Harden your API by adding chaos engineering to your tests
This is a guest post written by Manuel Gerding, product manager at Steadybit.
Software development has changed in the last few years. While we used to develop our software as a monolith running on our own hardware, we deploy software today as a distributed system that leverages several connected services, which may even run on different cloud platforms. From the outside perspective of an API, the change is barely visible. A good API intentionally hides these details and reflects them neither in the API design nor the API documentation.
However, we do need to consider these details when testing an API. By shifting the architectural approach to a distributed system, we have accepted the possibility of additional error cases. We can’t expect that the underlying platform, infrastructure, and wide range of connected services will always work smoothly. No matter how much effort we put into it, we cannot prevent a slow network, an improperly scaled system, or a faulty database.
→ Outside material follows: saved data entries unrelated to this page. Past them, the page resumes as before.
//! Cache store trait definition.

use crate::error::CacheResult;
use async_trait::async_trait;
use std::time::Duration;

/// Key-value storage used by the response cache.
///
/// Values are opaque JSON strings. Implementations only need to be
/// best-effort: nothing above this trait assumes durability across process
/// restarts, and entry expiry is decided by the caller from the stored payload.
/// The optional `ttl` lets a backend reclaim space on its own schedule.
#[async_trait]
pub trait CacheStore: Send + Sync {
    /// Get a JSON value from the cache.
    ///
    /// Returns `Ok(Some(value))` if the key exists, `Ok(None)` if not found,
    /// or an error if the operation fails.
    async fn get_json(&self, key: &str) -> CacheResult<Option<String>>;

    /// Set a JSON value in the cache, replacing any previous value.
    ///
    /// # Arguments
    ///
    /// * `key` - The cache key
    /// * `value` - The JSON string value
    /// * `ttl` - Optional time-to-live hint for the backend
    async fn set_json(&self, key: &str, value: String, ttl: Option<Duration>) -> CacheResult<()>;

    /// Delete a key from the cache. Deleting a missing key is not an error.
    async fn delete(&self, key: &str) -> CacheResult<()>;

    /// Delete `key` only while it still holds `expected`.
    ///
    /// Returns whether the key was removed. The default implementation reads
    /// and deletes in two steps; stores with an atomic primitive override it.
    async fn delete_if_eq(&self, key: &str, expected: &str) -> CacheResult<bool> {
        match self.get_json(key).await? {
            Some(current) if current == expected => {
                self.delete(key).await?;
                Ok(true)
            }
            _ => Ok(false),
        }
    }

    /// Check if a key exists in the cache.
    async fn exists(&self, key: &str) -> CacheResult<bool> {
        Ok(self.get_json(key).await?.is_some())
    }

    /// Clear all keys owned by this store.
    async fn clear(&self) -> CacheResult<()>;
}
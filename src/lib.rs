// Conduit - a client-side API gateway for unreliable backends
//
// This library wraps outbound HTTP calls in an ordered middleware pipeline
// with response caching and retry with exponential backoff.

// Re-export the gateway
pub use conduit_gateway::*;

// Re-export the cache storage crate
pub use conduit_cache;

pub use conduit_cache::{CacheError, CacheResult, CacheStore, InMemoryCache};

#[cfg(feature = "redis")]
pub use conduit_cache::RedisCache;

// Prelude for common imports
pub mod prelude {
    pub use conduit_cache::{CacheStore, InMemoryCache};
    pub use conduit_gateway::prelude::*;
}
use std::{io::Write, sync::Arc};

use anyhow::{Context, Result};
use tracing as log;

use crate::{
    backend::BackendAdapter,
    config::Config,
    device::{CommandRunner, DeviceLocator, Remediation},
    error::DriverError,
    tooling::{HostPort, OntapPort, RemotePort, ScsiIdPort, Toolbox},
    utils::{
        path::{lun_leaf, lun_pool},
        size::mib_to_bytes,
    },
    volume::{LunMetadata, LunRecord, META_OSTYPE, META_PATH, META_SPACE_RESERVED},
};

pub mod cleanup;
mod hooks;
pub mod inputs;

use cleanup::CleanupStore;
use inputs::{
    CreateParams, GrowParams, Inputs, RemoveParams, SetInfoParams, SnapshotParams, VolumeParams,
};

/// Lifecycle actions for LUN-backed volumes. Every call re-reads the array;
/// nothing is cached between actions.
pub struct Provider {
    cfg: Config,
    adapter: Box<dyn BackendAdapter>,
    ontap: Arc<dyn OntapPort>,
    locator: DeviceLocator,
    commands: CommandRunner,
    scsi: Arc<dyn ScsiIdPort>,
    remote: Arc<dyn RemotePort>,
    host: Arc<dyn HostPort>,
    cleanup: CleanupStore,
}

impl Provider {
    pub fn new(cfg: Config, adapter: Box<dyn BackendAdapter>, tools: &Toolbox) -> Self {
        let commands = CommandRunner::new(tools.runner());
        let locator = DeviceLocator::new(&cfg.device, tools.scan(), commands.clone());
        let cleanup = CleanupStore::new(cfg.cleanup.dir.clone());
        Self {
            adapter,
            ontap: tools.ontap(),
            locator,
            commands,
            scsi: tools.scsi(),
            remote: tools.remote(),
            host: tools.host(),
            cleanup,
            cfg,
        }
    }

    /// First LUN named `name` in a pool inside the search scope.
    pub fn get_lun_by_name(&self, name: &str) -> Result<Option<LunRecord>> {
        let pattern = self.adapter.search_path(name);
        for lun in self.ontap.get_lun_by_args(&pattern)? {
            let Some(path) = lun.child_content("path") else {
                log::warn!("[lookup] skipping LUN without path");
                continue;
            };
            if lun_leaf(path) != name {
                continue;
            }
            let pool = lun_pool(path).unwrap_or_default();
            if !self.cfg.storage.pool_in_scope(pool) {
                log::warn!(
                    "[lookup] not returning LUN {name} because pool {pool} is outside the search scope"
                );
                continue;
            }

            let size = lun
                .child_content("size")
                .with_context(|| format!("LUN {path} has no size"))?
                .parse::<u64>()
                .with_context(|| format!("bad size of LUN {path}"))?;
            let metadata = self
                .adapter
                .lun_metadata(&lun)
                .with_context(|| format!("describe LUN {path}"))?;
            let rec = LunRecord {
                name: name.to_string(),
                size,
                metadata,
            };
            log::debug!("[lookup] {rec}");
            return Ok(Some(rec));
        }
        Ok(None)
    }

    fn existing(&self, name: &str) -> Result<LunRecord> {
        self.get_lun_by_name(name)?
            .ok_or_else(|| DriverError::NotFound(name.to_string()).into())
    }

    pub fn create(&self, env: &dyn Inputs) -> Result<()> {
        let p = CreateParams::resolve(env)?;
        let storage = &self.cfg.storage;
        let igroup = storage
            .igroup
            .as_deref()
            .ok_or_else(|| DriverError::MissingInput("storage.igroup".into()))?;

        if let Some(lun) = self.get_lun_by_name(&p.name)? {
            return Err(DriverError::AlreadyExists {
                name: lun.name.clone(),
                pool: lun.pool().to_string(),
            }
            .into());
        }

        let bytes = mib_to_bytes(p.size)?;
        let path = self.adapter.lun_path(&storage.pool, &p.name);
        let metadata = LunMetadata::from([
            (META_OSTYPE.to_string(), storage.lun_ostype.clone()),
            (
                META_SPACE_RESERVED.to_string(),
                storage.space_reserved().to_string(),
            ),
            (META_PATH.to_string(), path.clone()),
        ]);

        log::info!("[create] {path} ({} MiB)", p.size);
        self.ontap.create_lun(
            &storage.pool,
            &p.name,
            bytes,
            &metadata,
            storage.qos_policy_group.as_deref(),
        )?;
        self.ontap.map_lun(&path, igroup)?;
        Ok(())
    }

    /// Prints the device path on `out`.
    pub fn attach(&self, env: &dyn Inputs, out: &mut dyn Write) -> Result<()> {
        let p = VolumeParams::resolve(env)?;
        let remedy = Remediation::Attach {
            fatal: self.cfg.device.attach_fatal,
        };
        let dev = self
            .locator
            .locate(&p.name, remedy)?
            .ok_or_else(|| DriverError::DeviceUnavailable(p.name.clone()))?;

        writeln!(out, "{}", dev.display()).context("write device path")?;
        out.flush().context("write device path")?;
        Ok(())
    }

    /// Best effort; the device may still be present afterwards.
    pub fn detach(&self, env: &dyn Inputs) -> Result<()> {
        let p = VolumeParams::resolve(env)?;
        log::info!("[detach] {}", p.name);
        let d = &self.cfg.device;
        self.commands
            .run("detach", &d.detach_commands, d.detach_fatal)
    }

    pub fn remove(&self, env: &dyn Inputs) -> Result<()> {
        let p = RemoveParams::resolve(env)?;

        match self.locator.locate(&p.name, Remediation::ScanOnly)? {
            Some(dev) => match &p.uuid {
                Some(uuid) => {
                    let scsi_id = self
                        .scsi
                        .scsi_id(&dev)
                        .with_context(|| format!("identify {}", dev.display()))?;
                    self.cleanup.record(uuid, &scsi_id)?;
                }
                None => log::warn!(
                    "[remove] {} is visible as {} but no volume uuid was given; skipping cleanup record",
                    p.name,
                    dev.display()
                ),
            },
            None => log::warn!("[remove] no device found for {}", p.name),
        }

        let lun = self.existing(&p.name)?;
        log::info!("[remove] destroying {lun}");
        self.ontap.destroy_lun(lun.path())
    }

    pub fn grow(&self, env: &dyn Inputs) -> Result<()> {
        let p = GrowParams::resolve(env)?;
        let lun = self.existing(&p.name)?;
        let bytes = mib_to_bytes(p.new_size)?;

        log::info!("[grow] {lun} -> {bytes} bytes");
        self.ontap.do_direct_resize(lun.path(), bytes)?;
        self.locator.refresh(self.cfg.device.attach_fatal)
    }

    pub fn snapshot(&self, env: &dyn Inputs) -> Result<()> {
        let p = SnapshotParams::resolve(env)?;
        let lun = self.existing(&p.name)?;
        let req = self.adapter.clone_request(
            &lun,
            &p.snapshot_name,
            self.cfg.storage.space_reservation,
        )?;

        log::info!("[snapshot] {lun} -> {}", p.snapshot_name);
        self.ontap.clone_lun(&req)
    }

    pub fn setinfo(&self, env: &dyn Inputs) -> Result<()> {
        let p = SetInfoParams::resolve(env)?;
        log::warn!(
            "[setinfo] metadata for {} is not applied ('{}'): not implemented",
            p.name,
            p.metadata
        );
        Ok(())
    }

    pub fn verify(&self, _env: &dyn Inputs) -> Result<()> {
        Ok(())
    }

    pub fn open(&self, _env: &dyn Inputs) -> Result<()> {
        Ok(())
    }

    pub fn close(&self, _env: &dyn Inputs) -> Result<()> {
        Ok(())
    }
}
That’s why teams can benefit significantly from integrating Postman’s end-to-end API testing capabilities into Steadybit for chaos engineering experimentation. In this blog post, we’ll first show you how to test an API from a functional perspective in normal conditions. Then, we’ll extend the test in order to experiment with API behavior in turbulent conditions.
Let’s get started: Our system under test
For this post, we’ll use a relatively simple example of a system under test. It is an online shop consisting of five microservices: one microservice for each product category (hot-deals
, fashion
, and toys
), one to orchestrate all the products (gateway
), and one to show the products to the user on a web frontend (shopping-ui
). All communication between the microservices happens via REST without any caching. You can get further information via the project’s GitHub repository.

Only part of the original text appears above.